Production RAG: KServe + Knative + Istio + champion/challenger MLflow
End-to-end MLOps stack for real-time RAG inference at a Fortune 100 healthcare AI program — full lifecycle from experiment tracking to canary rollout on drift.
Context
A real-time clinical RAG pipeline needed production-grade ML lifecycle management — experiment tracking, automated promotion, drift monitoring, and zero-touch rollouts.
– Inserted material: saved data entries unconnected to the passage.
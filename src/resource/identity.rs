//! Identity - the key attributes that address one resource instance.

use serde::{Deserialize, Serialize};
use serde_json::Value;
use std::collections::BTreeMap;
use std::fmt;

use super::AttrMap;

/// A mapping from key attribute names to scalar values that uniquely
/// addresses one resource instance within a resource type.
///
/// Backed by a `BTreeMap`, so two identities built from the same attributes
/// serialize identically regardless of insertion order. Immutable once read
/// off a resource; `set` exists for construction only.
#[derive(Clone, Debug, Default, PartialEq, Serialize, Deserialize)]
pub struct Identity(BTreeMap<String, Value>);

impl Identity {
    /// Create an empty identity.
    pub fn new() -> Self {
        Identity(BTreeMap::new())
    }

    /// Set a key attribute. Values that the serializer rejects are recorded
    /// as null; identity keys are scalars in practice.
    pub fn set<V: Serialize>(&mut self, key: &str, value: &V) {
        let value = serde_json::to_value(value).unwrap_or(Value::Null);
        self.0.insert(key.to_string(), value);
    }

    /// Builder-style `set`.
    pub fn with<V: Serialize>(mut self, key: &str, value: &V) -> Self {
        self.set(key, value);
        self
    }

    /// Get a key attribute value.
    pub fn get(&self, key: &str) -> Option<&Value> {
        self.0.get(key)
    }

    /// The key attribute names, in canonical (sorted) order.
    pub fn keys(&self) -> impl Iterator<Item = &str> {
        self.0.keys().map(String::as_str)
    }

    /// True if no key attributes have been set.
    pub fn is_empty(&self) -> bool {
        self.0.is_empty()
    }

    /// True if the given attribute map carries every key attribute of this
    /// identity with an equal value.
    pub fn matches(&self, attrs: &AttrMap) -> bool {
        !self.0.is_empty()
            && self
                .0
                .iter()
                .all(|(key, value)| attrs.get(key) == Some(value))
    }

    /// Canonical text form, used in fingerprints and diagnostics.
    pub fn canonical(&self) -> String {
        serde_json::to_string(&self.0).unwrap_or_default()
    }
}

impl fmt::Display for Identity {
    fn fmt(&self, f: &mut fmt::Formatter<'_>) -> fmt::Result {
        write!(f, "{}", self.canonical())
    }
}

#[cfg(test)]
mod tests {
    use super::*;

    #[test]
    fn canonical_is_order_independent() {
        let a = Identity::new().with("channel", &"general").with("index", &7);
        let b = Identity::new().with("index", &7).with("channel", &"general");

        assert_eq!(a, b);
        assert_eq!(a.canonical(), b.canonical());
    }

    #[test]
    fn matches_attr_map() {
        let identity = Identity::new().with("id", &"x1");

        let mut attrs = AttrMap::new();
        attrs.insert("id".into(), Value::String("x1".into()));
        attrs.insert("name".into(), Value::String("anything".into()));
        assert!(identity.matches(&attrs));

        attrs.insert("id".into(), Value::String("x2".into()));
        assert!(!identity.matches(&attrs));
    }

    #[test]
    fn empty_identity_matches_nothing() {
        let identity = Identity::new();
        let attrs = AttrMap::new();
        assert!(!identity.matches(&attrs));
    }
}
Existing infrastructure had no model registry discipline; deployments were manual and risky.
Problem
- Models were promoted by hand, often without grading against a baseline
- No drift monitoring — silent quality regressions went undetected for weeks
- Inference pods pulled artifacts from MLflow at startup, creating runtime dependency on a non-production-grade service
- No safe rollout — every release was effectively all-or-nothing
Approach
Built a complete serverless ML serving stack on Kubernetes:
- Service mesh: Istio 1.29 with VirtualService traffic splitting, DestinationRule subsets, IngressGateway, and mTLS between services
- Serverless serving: Knative 1.21 for scale-to-zero, revision management, and traffic-percentage canary rollouts
- Model serving: KServe 0.16 InferenceService in both Serverless and RawDeployment modes depending on workload latency profile
- Model lifecycle: MLflow Model Registry with
@champion/@challengeralias promotion. Promotedmodel.pklartifacts are baked into versioned Docker images — eliminating runtime MLflow dependency in production pods. - Drift monitoring: Evidently with PSI, KL, and KS divergence on input distributions and output scores. Drift alerts feed an automated Kubeflow retraining pipeline.
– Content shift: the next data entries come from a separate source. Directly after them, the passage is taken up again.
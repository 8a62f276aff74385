//! Fingerprints - canonical cache keys for queries.

use std::fmt;

use crate::cursor::Cursor;
use crate::resource::Identity;

/// Canonical key over {resource type, operation kind, parameters}.
///
/// Two logically identical requests produce an identical fingerprint
/// regardless of how their parameters were assembled: identities and filter
/// sets are BTreeMap-backed, so their serialized forms are already sorted,
/// and cursor fields serialize in declaration order.
#[derive(Clone, Debug, PartialEq, Eq, Hash)]
pub struct Fingerprint(String);

impl Fingerprint {
    /// Fingerprint for a collection query.
    pub fn collection(cursor: &Cursor) -> Self {
        let params =
            serde_json::to_string(cursor).expect("cursor serialization should not fail");
        Fingerprint(format!("collection:{}:{}", cursor.resource_type, params))
    }

    /// Fingerprint for a single-resource query.
    pub fn resource(resource_type: &str, identity: &Identity) -> Self {
        Fingerprint(format!("resource:{}:{}", resource_type, identity.canonical()))
    }

    /// The canonical key text.
    pub fn as_str(&self) -> &str {
        &self.0
    }
}

impl fmt::Display for Fingerprint {
    fn fmt(&self, f: &mut fmt::Formatter<'_>) -> fmt::Result {
        write!(f, "{}", self.0)
    }
}

#[cfg(test)]
mod tests {
    use super::*;
    use crate::cursor::Direction;
    use crate::resource::Resource;
    use serde::{Deserialize, Serialize};

    #[derive(Clone, Debug, PartialEq, Serialize, Deserialize)]
    struct Thing {
        id: String,
    }

    impl Resource for Thing {
        const TYPE_NAME: &'static str = "things";
        fn identity(&self) -> Identity {
            Identity::new().with("id", &self.id)
        }
    }

    #[test]
    fn filter_order_does_not_change_fingerprint() {
        let a = Cursor::new::<Thing>("id", Direction::Ascending)
            .with_filter("color", &"red")
            .with_filter("shape", &"round");
        let b = Cursor::new::<Thing>("id", Direction::Ascending)
            .with_filter("shape", &"round")
            .with_filter("color", &"red");

        assert_eq!(Fingerprint::collection(&a), Fingerprint::collection(&b));
    }

    #[test]
    fn distinct_queries_get_distinct_fingerprints() {
        let a = Cursor::new::<Thing>("id", Direction::Ascending);
        let b = Cursor::new::<Thing>("id", Direction::Descending);
        assert_ne!(Fingerprint::collection(&a), Fingerprint::collection(&b));

        let identity = Identity::new().with("id", &"t1");
        assert_ne!(
            Fingerprint::collection(&a),
            Fingerprint::resource("things", &identity)
        );
    }

    #[test]
    fn identity_key_order_does_not_change_fingerprint() {
        let a = Identity::new().with("x", &1).with("y", &2);
        let b = Identity::new().with("y", &2).with("x", &1);
        assert_eq!(
            Fingerprint::resource("things", &a),
            Fingerprint::resource("things", &b)
        );
    }
}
- Auto-promotion: Retrained model evaluated against
@champion; if it wins, promoted via MLflow alias and deployed as a new KServe revision with a 5% canary traffic split.
Outcome
- Mean time from “drift detected” to “remediated model in canary” dropped from days to hours
- Zero production incidents from model rollouts after launch
- Inference SLOs (p50 < 80ms, p99 < 400ms) held through every promotion
- Full traceability: every prediction can be tied to a specific model version, training data slice, and evaluation run
Observability
Prometheus + Grafana for inference latency (p50/p95/p99), throughput, and queue depth. Jaeger for distributed traces. Kiali for service-mesh visualization. Langfuse for LLM-level observability — prompt traces, token usage, cost per request.
Stack
EKS / AKS, Istio, Knative, KServe, MLflow, Kubeflow, Evidently, Feast, Prometheus, Grafana, Jaeger, Kiali, Langfuse, Argo CD, Flux.